His portrait montages appeared in the monthly Brighton Source magazine for four years. He teaches photography courses using the Lomo LC-A, has given talks at venues internationally and works as a commercial photographer. He lives in Brighton.

==Publications==
===Publications by Meredith===
- Hot Shots. Brighton & Hove: Rotovision, 2008. ISBN 978-2-88893-027-3. UK edition.
  - Hot Shots. San Francisco, CA: Chronicle, 2009. ISBN 978-0-8118-6640-8. US edition.
  - How to Take Better Photos. Revised edition. Brighton and Hove: Rotovision, 2018. ISBN 9782888933472.
- 52 Photographic Projects
  - Brighton and Hove: Rotovision, 2010. ISBN 978-2-88893-070-9. UK edition.
  - Photo Op: 52 Inspirational Projects for the Adventurous Image Maker. Waltham, MA: Focal, 2010. ISBN 978-0-240-81400-1. US edition.
- Toy Cameras, Creative Photos: High-end Results from 40 Plastic Cameras.
  - Brighton & Hove: Rotovision, 2011. ISBN 978-2-888931188. UK edition.
  - Fantastic Plastic Cameras: Tips and Tricks for 40 Toy Cameras. San Francisco, CA: Chronicle, 2011. ISBN 978-0811877534. US edition.
- I Dare the Wave, a Life to Save. Brighton and Hove: Miniclick, 2014. Edition of 50 copies. Photographs of Brighton Swimming Club. 1 of 5 publications collectively titled The Miniclick Press Volume 1 / Brighton. The other publications are by Ondra Loup, Kristina Sälgvik, Jack Latham and Jean-Luc Brouard.

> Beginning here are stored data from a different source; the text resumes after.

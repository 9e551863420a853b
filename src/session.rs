//! Session statistics and report rendering.
//!
//! `SessionStatistics` lives for the whole process. Each tick folds its
//! replays and `RunResult` in through `absorb`; the header/body renderers turn
//! the totals and the history into the text shown to the user and written to
//! rotated session logs.

use std::path::Path;

use chrono::{DateTime, Local};
use cli_table::{Cell, CellStruct, ColorChoice, Table};
use serde::Serialize;
use tracing::warn;

use crate::api::ReplayDetails;
use crate::replay::{Replay, ReplayRecord, UploadStatus};
use crate::util::{center_pad_string, display_replay_path, seconds_to_mm_ss};

const TIMESTAMP_FORMAT: &str = "%Y-%m-%d %H:%M:%S";
const DIVIDER_PAD_CHAR: char = '.';
const DIVIDER_WS_PAD: usize = 6;

/// Evidence of one tick: only replays that triggered a network call.
#[derive(Serialize, Debug, Clone)]
pub struct RunResult {
    pub timestamp: DateTime<Local>,
    pub records: Vec<ReplayRecord>,
}

impl RunResult {
    pub fn new(timestamp: DateTime<Local>) -> Self {
        Self { timestamp, records: Vec::new() }
    }

    pub fn push(&mut self, record: ReplayRecord) {
        self.records.push(record);
    }

    pub fn is_empty(&self) -> bool {
        self.records.is_empty()
    }
}

/// What optional rows the body renderer includes.
#[derive(Debug, Clone, Copy, Default)]
pub struct ReportOptions {
    pub print_viewer_url: bool,
    pub show_extended_results: bool,
}

#[derive(Serialize, Debug, Default, Clone)]
pub struct SessionStatistics {
    /// Total replays on the service that this session knows of.
    pub total_replays: usize,
    pub total_duplicates: usize,
    /// Known duplicates skipped in the latest tick.
    pub old_duplicates: usize,
    pub new_uploads: usize,
    /// Replays the service reported as already existing this session.
    pub new_duplicates: usize,
    pub run_results: Vec<RunResult>,
}

impl SessionStatistics {
    pub fn new() -> Self {
        Self::default()
    }

    /// Fold one tick into the totals.
    pub fn absorb(&mut self, replays: &[Replay], run_result: RunResult) {
        let count = |status: UploadStatus| replays.iter().filter(|r| r.status() == status).count();
        self.new_uploads += count(UploadStatus::Success);
        self.old_duplicates = replays
            .iter()
            .filter(|r| r.is_known_duplicate() && r.status() == UploadStatus::NotAttempted)
            .count();
        self.new_duplicates += count(UploadStatus::Duplicate);

        self.total_duplicates = self.old_duplicates + self.new_duplicates;
        self.total_replays = self.total_duplicates + self.new_uploads;

        if !run_result.is_empty() {
            self.run_results.push(run_result);
        }
    }

    pub fn render_header(&self, replay_path: &Path, now: DateTime<Local>) -> String {
        let rows = vec![
            row("Last synced on", now.format(TIMESTAMP_FORMAT)),
            row("Replay path", display_replay_path(replay_path)),
            row("New uploads", self.new_uploads),
            row("New duplicates", self.new_duplicates),
            row("Total replays", self.total_replays),
        ];
        render_table(rows)
    }

    /// One block per historical run: centered timestamp divider, then a table.
    pub fn render_body(&self, options: ReportOptions) -> String {
        let mut runs = String::new();
        for run in &self.run_results {
            let mut rows: Vec<Vec<CellStruct>> = Vec::new();
            for record in &run.records {
                record_rows(record, options, &mut rows);
            }
            let table = render_table(rows);
            let report_length = table.lines().next().map(|l| l.chars().count()).unwrap_or(0);
            runs.push_str(&center_pad_string(
                &run.timestamp.format(TIMESTAMP_FORMAT).to_string(),
                report_length,
                DIVIDER_WS_PAD,
                DIVIDER_PAD_CHAR,
            ));
            runs.push_str(&table);
            if !table.ends_with('\n') {
                runs.push('\n');
            }
        }
        runs
    }

    /// Header and body together; what gets persisted on abnormal exit.
    pub fn render_report(&self, replay_path: &Path, now: DateTime<Local>, options: ReportOptions) -> String {
        let mut text = self.render_header(replay_path, now);
        if !text.ends_with('\n') {
            text.push('\n');
        }
        text.push_str(&self.render_body(options));
        text
    }
}

fn row(label: &str, value: impl std::fmt::Display) -> Vec<CellStruct> {
    vec![label.cell(), value.to_string().cell()]
}

fn result_suffix(result: UploadStatus) -> &'static str {
    match result {
        UploadStatus::Success => " (new upload)",
        UploadStatus::Duplicate => " (already uploaded)",
        _ => "",
    }
}

fn record_rows(record: &ReplayRecord, options: ReportOptions, rows: &mut Vec<Vec<CellStruct>>) {
    rows.push(row("Filename", &record.basename));
    rows.push(row("Replay ID", format!("{}{}", record.id, result_suffix(record.result))));
    if options.print_viewer_url && !record.id.is_empty() {
        rows.push(row("Watch URL", &record.watch_url));
    }
    if options.show_extended_results
        && let Some(ReplayDetails::Ok(summary)) = &record.details
    {
        rows.push(row("Title", summary.title.as_deref().unwrap_or("Unknown title")));
        rows.push(row("Played on", summary.date.as_deref().unwrap_or("Unknown date")));
        let map = summary
            .map_name
            .as_deref()
            .or(summary.map_code.as_deref())
            .unwrap_or("Unknown map");
        rows.push(row("Map", map));
        let mut duration = seconds_to_mm_ss(summary.duration);
        if summary.overtime {
            duration.push_str(&format!(" (On OT: {})", seconds_to_mm_ss(summary.overtime_seconds)));
        }
        rows.push(row("Duration", duration));
    }
}

fn render_table(rows: Vec<Vec<CellStruct>>) -> String {
    match rows.table().color_choice(ColorChoice::Never).display() {
        Ok(d) => d.to_string(),
        Err(e) => {
            warn!("cannot render report table: {}", e);
            String::new()
        }
    }
}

===Publications with contributions by Meredith===
- Spirit of Friendship. By Colin Edward Offland. Manchester: Chief, 2002. ISBN 0-9543279-0-X.
- Don't Think Just Shoot. London: Booth-Clibborn, 2007. ISBN 978-1-86154-230-4.
- Joachim Schmid Is Martin Parr · Martin Parr Is Joachim Schmid. Self-published by Joachim Schmid, 2009.
- Archives / Memories: Brighton Swimming Club: 1860–2013. Brighton Swimming Club, 2013. Edited by Lindy Dunlop.
- Toy Tokyo. Kingyo, 2014. Edited by Manami Okazaki. ISBN 978-9881250780.

==Exhibitions==
===Solo exhibitions===
- The Daily Swim, The Eagle, Brighton, 2009
- The Old Market, Hove, 2011

===Group exhibitions===
- Austen room, British Airways i360, Brighton. A permanent exhibition from April 2017 with photographs by Meredith, Gary Eastwood, and Paul Raftery.